Pour autant, le modèle publié ce 6 septembre montre une vraie différence si l’on diminue la transmission du virus (donc le nombre de contacts par personne) chez les non-vaccinés uniquement ou sur toute la population. En juin, à l’inverse, la différence était presque négligeable.

C’est pour cela que même si “des mesures de contrôle ciblant les individus non vaccinés peuvent aider à maximiser le contrôle épidémique” (avec toutes les questions éthiques qui en découlent), “des mesures visant à réduire le risque d’infection et de transmission, comme le port du masque, devraient encore s’appliquer aux individus vaccinés dans des situations où la transmission est possible, par exemple en intérieur”, notent les auteurs de l’étude.
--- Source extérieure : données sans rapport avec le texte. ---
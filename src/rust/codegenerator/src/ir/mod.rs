// Copyright 2025 Zurich Instruments AG
// SPDX-License-Identifier: Apache-2.0

pub mod expression;
pub mod instruction;

pub use expression::{Expression, FunctionCall, Reference, SetInstruction};
pub use instruction::CustomInstruction;
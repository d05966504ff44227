// Copyright 2025 Zurich Instruments AG
// SPDX-License-Identifier: Apache-2.0

use std::fmt;

use crate::Cycle;
use crate::ir::Expression;

/// A scheduled custom instruction (gate or readout), as delivered by the
/// upstream scheduler: every instance carries its start cycle and duration.
#[derive(Debug, Clone, PartialEq)]
pub struct CustomInstruction {
    pub name: String,
    /// Quantum operands (qubit indices).
    pub operands: Vec<u32>,
    /// Explicit bit-register operands (readout targets).
    pub breg_operands: Vec<u32>,
    /// Guard expression; `true` for unconditional instructions.
    pub condition: Expression,
    pub start_cycle: Cycle,
    pub duration_cycles: Cycle,
    /// Instruction stems from a specialized definition with pre-bound
    /// operands. Not supported by this backend.
    pub specialized: bool,
}

impl CustomInstruction {
    pub fn new<S: Into<String>>(
        name: S,
        operands: Vec<u32>,
        start_cycle: Cycle,
        duration_cycles: Cycle,
    ) -> Self {
        CustomInstruction {
            name: name.into(),
            operands,
            breg_operands: Vec::new(),
            condition: Expression::BitLiteral(true),
            start_cycle,
            duration_cycles,
            specialized: false,
        }
    }

    pub fn with_condition(mut self, condition: Expression) -> Self {
        self.condition = condition;
        self
    }

    pub fn with_breg_operands(mut self, breg_operands: Vec<u32>) -> Self {
        self.breg_operands = breg_operands;
        self
    }
}

impl fmt::Display for CustomInstruction {
    fn fmt(&self, f: &mut fmt::Formatter<'_>) -> fmt::Result {
        write!(f, "{}", self.name)?;
        for qubit in &self.operands {
            write!(f, " q[{qubit}]")?;
        }
        for breg in &self.breg_operands {
            write!(f, " breg[{breg}]")?;
        }
        Ok(())
    }
}
// Copyright 2025 Zurich Instruments AG
// SPDX-License-Identifier: Apache-2.0

use crate::Slot;

/// First column of an instruction line: nothing, or the slot that owns the
/// emission (rendered as `[<slot>]`).
#[derive(Debug, Clone, Copy, PartialEq, Eq, Hash)]
pub enum SlotSel {
    None,
    Slot(Slot),
}

/// A single line of the output program.
///
/// Statements are collected first and rendered to text at the very end, so
/// that a fatal error can still dump everything accumulated so far.
#[derive(Debug, Clone, PartialEq, Eq, Hash)]
pub enum AsmStatement {
    /// Verbatim line, including any leading `#`.
    Comment { text: String },
    /// Section marker such as `.CODE` or `.END`.
    Directive { name: String },
    /// Jump target. Rendered as `<name>:`, on its own line when too long
    /// for the first column.
    Label { name: String, comment: String },
    /// Four-column instruction line: selector, mnemonic, operands, comment.
    Instr {
        sel: SlotSel,
        mnemonic: String,
        operands: String,
        comment: String,
    },
}

impl AsmStatement {
    pub fn is_comment(&self) -> bool {
        matches!(self, AsmStatement::Comment { .. })
    }
}
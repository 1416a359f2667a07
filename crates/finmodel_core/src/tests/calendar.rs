//! Tests for the period calendar
//!
//! These tests verify:
//! - Periods map to dates a whole number of months after the start
//! - Dates map back to the number of whole months elapsed
//! - Month-end clamping round-trips through both directions

use jiff::civil::date;

use crate::calendar::PeriodCalendar;

#[test]
fn test_date_of_adds_months() {
    let calendar = PeriodCalendar::new(date(2025, 1, 15));
    assert_eq!(calendar.date_of(0), date(2025, 1, 15));
    assert_eq!(calendar.date_of(1), date(2025, 2, 15));
    assert_eq!(calendar.date_of(12), date(2026, 1, 15));
    assert_eq!(calendar.date_of(360), date(2055, 1, 15));
}

#[test]
fn test_period_of_counts_whole_months() {
    let calendar = PeriodCalendar::new(date(2025, 1, 15));
    assert_eq!(calendar.period_of(date(2024, 12, 31)), None);
    assert_eq!(calendar.period_of(date(2025, 1, 15)), Some(0));
    assert_eq!(calendar.period_of(date(2025, 2, 14)), Some(0));
    assert_eq!(calendar.period_of(date(2025, 2, 15)), Some(1));
    assert_eq!(calendar.period_of(date(2027, 3, 1)), Some(25));
}

#[test]
fn test_month_end_clamping_round_trips() {
    let calendar = PeriodCalendar::new(date(2025, 1, 31));
    let february = calendar.date_of(1);
    assert_eq!(february, date(2025, 2, 28));
    assert_eq!(calendar.period_of(february), Some(1));

    for period in 0..48 {
        assert_eq!(calendar.period_of(calendar.date_of(period)), Some(period));
    }
}
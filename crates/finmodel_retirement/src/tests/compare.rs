use super::{assert_close, init_tracing};
use crate::compare::{ProviderOutcome, compare_providers};
use crate::provider::RetirementProvider;

fn providers() -> Vec<RetirementProvider> {
    vec![
        RetirementProvider {
            monthly_contribution: 500.0,
            annual_growth: 0.07,
            annual_asset_fee: 0.01,
            annual_expense_ratio: 0.001,
            monthly_fee: 5.0,
            ..RetirementProvider::new("Full service")
        },
        RetirementProvider {
            monthly_contribution: 500.0,
            annual_growth: 0.07,
            ..RetirementProvider::new("Index")
        },
        RetirementProvider {
            monthly_contribution: 500.0,
            ..RetirementProvider::new("Mattress")
        },
    ]
}

#[test]
fn test_compare_ranks_by_ending_balance() {
    init_tracing();
    let outcomes = compare_providers(&providers()).unwrap();

    let names: Vec<&str> = outcomes.iter().map(|o| o.name.as_str()).collect();
    assert_eq!(names, vec!["Index", "Full service", "Mattress"]);

    assert_close(outcomes[0].ending_balance, 614_043.75, 0.01);
    assert_close(outcomes[1].total_fees, 60_425.17, 0.01);
    assert_close(outcomes[2].ending_balance, 180_500.0, 1e-6);
    assert_eq!(outcomes[2].total_growth, 0.0);
    assert!(outcomes.iter().all(|o| o.end_date.is_none()));
}

#[test]
fn test_outcome_accounts_for_every_dollar() {
    let outcome = ProviderOutcome::project(&providers()[0]).unwrap();
    assert_close(outcome.total_contributions, 180_500.0, 1e-6);
    assert_close(
        outcome.ending_balance,
        outcome.total_contributions + outcome.total_growth - outcome.total_fees,
        1e-4,
    );
}

#[test]
fn test_compare_fails_on_any_invalid_provider() {
    let mut list = providers();
    list[1].years = 0;
    assert!(compare_providers(&list).is_err());
}

#[test]
fn test_compare_empty() {
    assert!(compare_providers(&[]).unwrap().is_empty());
}

#[test]
fn test_outcome_serializes() {
    let outcome = ProviderOutcome::project(&RetirementProvider {
        years: 1,
        monthly_contribution: 10.0,
        start_date: Some(jiff::civil::date(2025, 1, 1)),
        ..RetirementProvider::new("Json")
    })
    .unwrap();

    let value = serde_json::to_value(&outcome).unwrap();
    assert_eq!(value["name"], "Json");
    assert_eq!(value["end_date"], "2026-01-01");
    assert_eq!(value["ending_balance"], 130.0);
}
//! Retirement-provider projections built on `finmodel_core`
//!
//! Each provider is described by its contribution, growth and fee schedule.
//! [`retirement_provider_model`] turns one into a finished projection, and
//! [`compare_providers`] ranks several by the balance they end with.
//!
//! ```ignore
//! use finmodel_retirement::{RetirementProvider, compare_providers};
//!
//! let providers = RetirementProvider::list_from_json(r#"[
//!     { "name": "Index", "monthly_contribution": 500.0, "annual_growth": 0.07 },
//!     { "name": "Managed", "monthly_contribution": 500.0, "annual_growth": 0.07, "annual_asset_fee": 0.01 }
//! ]"#)?;
//! for outcome in compare_providers(&providers)? {
//!     println!("{}: {:.2}", outcome.name, outcome.ending_balance);
//! }
//! ```

#![warn(clippy::all)]

pub mod accounts;
pub mod compare;
pub mod error;
pub mod model;
pub mod provider;

#[cfg(test)]
mod tests;

pub use accounts::RetirementAccount;
pub use compare::{ProviderOutcome, compare_providers};
pub use error::RetirementError;
pub use model::retirement_provider_model;
pub use provider::RetirementProvider;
Certes, ces modèles sont loin d’être parfaits. La couverture vaccinale va encore augmenter. De plus, certaines régions, déjà très touchées, atteindront peut-être l’immunité collective plus rapidement. À l’inverse, les auteurs de l’étude n’ont pas tenté de calculer une possible diminution dans le temps de l’efficacité des vaccins, qui fait toujours débat.

L’automne et l’hiver sont encore bien incertains, mais il est peu probable que le masque disparaisse, même pour les vaccinés.